▶ Problem description:
With nothing left out, give the data back exactly.

[Stored items]

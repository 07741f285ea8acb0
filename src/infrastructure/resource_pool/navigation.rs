use anyhow::Result;
use async_trait::async_trait;

use infra_pages_widgets::{View, WidgetError};

use super::{
    views::{ResourcePoolAllView, ResourcePoolDetailsView, NAV_CHAIN},
    ResourcePool, COLLECTION_NAV_TAG, POOL_NAV_TAG,
};
use crate::{
    base::{server, BaseLoggedInPage},
    error::PageError,
    navigation::{
        navigable_ref, prerequisite_view, NavigateStep, Navigable, Prerequisite, StepRegistry,
    },
};

/// The list page of all resource pools
struct All;

#[async_trait]
impl NavigateStep for All {
    fn view_name(&self) -> &'static str {
        "ResourcePoolAllView"
    }

    fn prerequisite(&self) -> Prerequisite {
        Prerequisite::Attribute {
            path: "appliance.server",
            target: server::NAV_TAG,
            step: "LoggedIn",
        }
    }

    fn create_view(&self, obj: &dyn Navigable) -> Result<Box<dyn View>> {
        Ok(Box::new(ResourcePoolAllView::new(obj.appliance())))
    }

    async fn step(&self, _obj: &dyn Navigable, prerequisite: Option<&dyn View>) -> Result<()> {
        let logged_in = prerequisite_view::<BaseLoggedInPage>(prerequisite)?;
        logged_in.navigation.select(&NAV_CHAIN).await
    }
}

/// The details page of one resource pool
struct Details;

#[async_trait]
impl NavigateStep for Details {
    fn view_name(&self) -> &'static str {
        "ResourcePoolDetailsView"
    }

    fn prerequisite(&self) -> Prerequisite {
        Prerequisite::Attribute {
            path: "parent",
            target: COLLECTION_NAV_TAG,
            step: "All",
        }
    }

    fn create_view(&self, obj: &dyn Navigable) -> Result<Box<dyn View>> {
        let pool = navigable_ref::<ResourcePool>(obj)?;
        Ok(Box::new(ResourcePoolDetailsView::new(
            obj.appliance(),
            pool.name(),
        )))
    }

    async fn step(&self, obj: &dyn Navigable, prerequisite: Option<&dyn View>) -> Result<()> {
        let pool = navigable_ref::<ResourcePool>(obj)?;
        let all = prerequisite_view::<ResourcePoolAllView>(prerequisite)?;

        let row = match all.entities.get_entity(pool.name(), true).await {
            Ok(row) => row,
            Err(err) => {
                if let Some(WidgetError::ItemNotFound { .. }) = err.downcast_ref::<WidgetError>() {
                    return Err(PageError::ResourcePoolNotFound {
                        name: pool.name().to_string(),
                    }
                    .into());
                }
                return Err(err);
            }
        };
        all.page().click(&row).await
    }
}

pub fn register_steps(registry: &mut StepRegistry) -> Result<()> {
    registry.register(COLLECTION_NAV_TAG, "All", All)?;
    registry.register(POOL_NAV_TAG, "Details", Details)?;
    Ok(())
}
//! Widget layer of the console page objects.
//!
//! Page objects never talk to a browser directly. They hold widgets, each
//! built from a [`Page`] and the locator data identifying one region of the
//! document, and the widgets translate reads and interactions into calls on
//! the [`Browser`] trait. Any driver (a WebDriver client, a recorded session,
//! the simulated console used in tests) plugs in by implementing `Browser`.

pub mod browser;
pub mod error;
pub mod page;
pub mod view;
pub mod widgets;

pub use browser::{xpath_literal, Browser, Element, Locator};
pub use error::{BrowserError, WidgetError};
pub use page::Page;
pub use view::{downcast_view, view_ref, AsAny, View};
pub use widgets::*;
use anyhow::Result;
use async_trait::async_trait;
use std::fmt;

/// Infrastructure provider owning inventory shown in the console.
///
/// Entities keep only a weak reference to their provider.
#[async_trait]
pub trait Provider: Send + Sync + fmt::Debug {
    fn name(&self) -> &str;

    /// Key the provider is known by in test data.
    fn key(&self) -> &str;

    /// Ask the console to re-sync the provider's inventory relationships.
    async fn refresh_provider_relationships(&self) -> Result<()>;
}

▶ Your solution:
repository 07741f285ea8acb0
filename src/infrastructure/resource_pool/navigation.rs
use anyhow::Result;
use async_trait::async_trait;

use infra_pages_widgets::{View, WidgetError};

use super::{
    views::{ResourcePoolAllView, ResourcePoolDetailsView, NAV_CHAIN},
    ResourcePool, COLLECTION_NAV_TAG, POOL_NAV_TAG,
};
use crate::{
    base::{server, BaseLoggedInPage},
    error::PageError,
    navigation::{
        navigable_ref, prerequisite_view, NavigateStep, Navigable, Prerequisite, StepRegistry,
    },
};

/// The list page of all resource pools
struct All;

#[async_trait]
impl NavigateStep for All {
    fn view_name(&self) -> &'static str {
        "ResourcePoolAllView"
    }

    fn prerequisite(&self) -> Prerequisite {
        Prerequisite::Attribute {
            path: "appliance.server",
            target: server::NAV_TAG,
            step: "LoggedIn",
        }
    }

    fn create_view(&self, obj: &dyn Navigable) -> Result<Box<dyn View>> {
        Ok(Box::new(ResourcePoolAllView::new(obj.appliance())))
    }

    async fn step(&self, _obj: &dyn Navigable, prerequisite: Option<&dyn View>) -> Result<()> {
        let logged_in = prerequisite_view::<BaseLoggedInPage>(prerequisite)?;
        logged_in.navigation.select(&NAV_CHAIN).await
    }
}

/// The details page of one resource pool
struct Details;

#[async_trait]
impl NavigateStep for Details {
    fn view_name(&self) -> &'static str {
        "ResourcePoolDetailsView"
    }

    fn prerequisite(&self) -> Prerequisite {
        Prerequisite::Attribute {
            path: "parent",
            target: COLLECTION_NAV_TAG,
            step: "All",
        }
    }

    fn create_view(&self, obj: &dyn Navigable) -> Result<Box<dyn View>> {
        let pool = navigable_ref::<ResourcePool>(obj)?;
        Ok(Box::new(ResourcePoolDetailsView::new(
            obj.appliance(),
            pool.name(),
        )))
    }

    async fn step(&self, obj: &dyn Navigable, prerequisite: Option<&dyn View>) -> Result<()> {
        let pool = navigable_ref::<ResourcePool>(obj)?;
        let all = prerequisite_view::<ResourcePoolAllView>(prerequisite)?;

        let row = match all.entities.get_entity(pool.name(), true).await {
            Ok(row) => row,
            Err(err) => {
                if let Some(WidgetError::ItemNotFound { .. }) = err.downcast_ref::<WidgetError>() {
                    return Err(PageError::ResourcePoolNotFound {
                        name: pool.name().to_string(),
                    }
                    .into());
                }
                return Err(err);
            }
        };
        all.page().click(&row).await
    }
}

pub fn register_steps(registry: &mut StepRegistry) -> Result<()> {
    registry.register(COLLECTION_NAV_TAG, "All", All)?;
    registry.register(POOL_NAV_TAG, "Details", Details)?;
    Ok(())
}
//! Widget layer of the console page objects.
//!
//! Page objects never talk to a browser directly. They hold widgets, each
//! built from a [`Page`] and the locator data identifying one region of the
//! document, and the widgets translate reads and interactions into calls on
//! the [`Browser`] trait. Any driver (a WebDriver client, a recorded session,
//! the simulated console used in tests) plugs in by implementing `Browser`.

pub mod browser;
pub mod error;
pub mod page;
pub mod view;
pub mod widgets;

pub use browser::{xpath_literal, Browser, Element, Locator};
pub use error::{BrowserError, WidgetError};
pub use page::Page;
pub use view::{downcast_view, view_ref, AsAny, View};
pub use widgets::*;
use anyhow::Result;
use async_trait::async_trait;
use std::fmt;

/// Infrastructure provider owning inventory shown in the console.
///
/// Entities keep only a weak reference to their provider.
#[async_trait]
pub trait Provider: Send + Sync + fmt::Debug {
    fn name(&self) -> &str;

    /// Key the provider is known by in test data.
    fn key(&self) -> &str;

    /// Ask the console to re-sync the provider's inventory relationships.
    async fn refresh_provider_relationships(&self) -> Result<()>;
}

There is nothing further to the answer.